Task brief:
Find the string "clone" in the records and copy each line where it occurs.

┌─ Data to use

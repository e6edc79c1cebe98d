//! Wiki HTTP server with live page updates.

mod lifecycle;
mod response;
mod route;
mod view;

use crate::{
    actor::{Coordinator, ws::Broadcaster},
    config::WikiConfig,
    content::{ContentStore, Scanner},
    core::register_server,
    debug, log,
    reload,
    vcs::{Git, HistoryExtractor},
};
use anyhow::{Context, Result};
use crossbeam::channel;
use route::Route;
use std::net::{SocketAddr, TcpListener};
use std::sync::Arc;
use tiny_http::{Request, Server};

/// Request worker threads.
const REQUEST_THREADS: usize = 4;

/// Everything a request handler reads.
pub struct ServeContext {
    pub config: Arc<WikiConfig>,
    pub store: Arc<ContentStore>,
    pub history: HistoryExtractor,
    /// Port the live-update listener actually bound.
    pub ws_port: u16,
}

impl ServeContext {
    fn prefix(&self) -> &str {
        &self.config.serve.prefix
    }
}

/// Bound listeners, ready to serve.
pub struct BoundServer {
    server: Arc<Server>,
    addr: SocketAddr,
    ws_listener: TcpListener,
    ws_port: u16,
    shutdown_rx: channel::Receiver<()>,
}

/// Bind the HTTP server and the live-update listener.
///
/// Both ports are taken before anything else starts, so the pages always
/// embed the port the session listener really has.
pub fn bind_server(config: &WikiConfig) -> Result<BoundServer> {
    let (server, addr) = lifecycle::bind_with_retry(config.serve.listen)?;
    let server = Arc::new(server);

    let (ws_listener, ws_port) = reload::server::bind(config.serve.listen.ip(), config.serve.ws_port)
        .context("failed to bind live-update listener")?;
    debug!("live"; "ws://{}:{}{}/front", addr.ip(), ws_port, config.serve.prefix);

    let (shutdown_tx, shutdown_rx) = channel::unbounded::<()>();
    register_server(Arc::clone(&server), shutdown_tx);

    log!("serve"; "http://{}{}/", addr, config.serve.prefix);

    Ok(BoundServer {
        server,
        addr,
        ws_listener,
        ws_port,
        shutdown_rx,
    })
}

impl BoundServer {
    pub fn addr(&self) -> SocketAddr {
        self.addr
    }

    /// Start the actors and the request loop (blocking until shutdown).
    pub fn run(self, config: Arc<WikiConfig>, scanner: Arc<Scanner>, store: Arc<ContentStore>) -> Result<()> {
        let broadcaster = Arc::new(Broadcaster::new(
            Arc::clone(&store),
            config.serve.prefix.clone(),
        ));
        let coordinator = Coordinator::new(
            Arc::clone(&config),
            Arc::clone(&scanner),
            Arc::clone(&store),
            broadcaster,
        )
        .with_listener(self.ws_listener)
        .with_shutdown_signal(self.shutdown_rx);
        let actor_handle = lifecycle::spawn_actors(coordinator);

        let ctx = Arc::new(ServeContext {
            history: HistoryExtractor::new(Git::for_root(config.git.program(), scanner.root())),
            config,
            store,
            ws_port: self.ws_port,
        });
        run_request_loop(&self.server, ctx)?;

        lifecycle::wait_for_shutdown(actor_handle);
        Ok(())
    }
}

fn run_request_loop(server: &Server, ctx: Arc<ServeContext>) -> Result<()> {
    let pool = rayon::ThreadPoolBuilder::new()
        .num_threads(REQUEST_THREADS)
        .thread_name(|i| format!("http-{i}"))
        .build()
        .context("failed to create request thread pool")?;

    for request in server.incoming_requests() {
        let ctx = Arc::clone(&ctx);
        pool.spawn(move || {
            if let Err(e) = handle_request(request, &ctx) {
                log!("serve"; "request error: {e:#}");
            }
        });
    }
    Ok(())
}

/// Handle a single HTTP request
fn handle_request(request: Request, ctx: &ServeContext) -> Result<()> {
    if crate::core::is_shutdown() || !crate::core::is_ready() {
        return response::respond_unavailable(request);
    }

    let route = Route::parse(request.url(), ctx.prefix());
    debug!("serve"; "{} {} -> {:?}", request.method(), request.url(), route);
    response::send(request, view::respond(route, ctx))
}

└─

Solution for this exercise:
    register_server(Arc::clone(&server), shutdown_tx);
            Arc::clone(&store),
            config.serve.prefix.clone(),
            Arc::clone(&config),
            Arc::clone(&scanner),
            Arc::clone(&store),
        let ctx = Arc::clone(&ctx);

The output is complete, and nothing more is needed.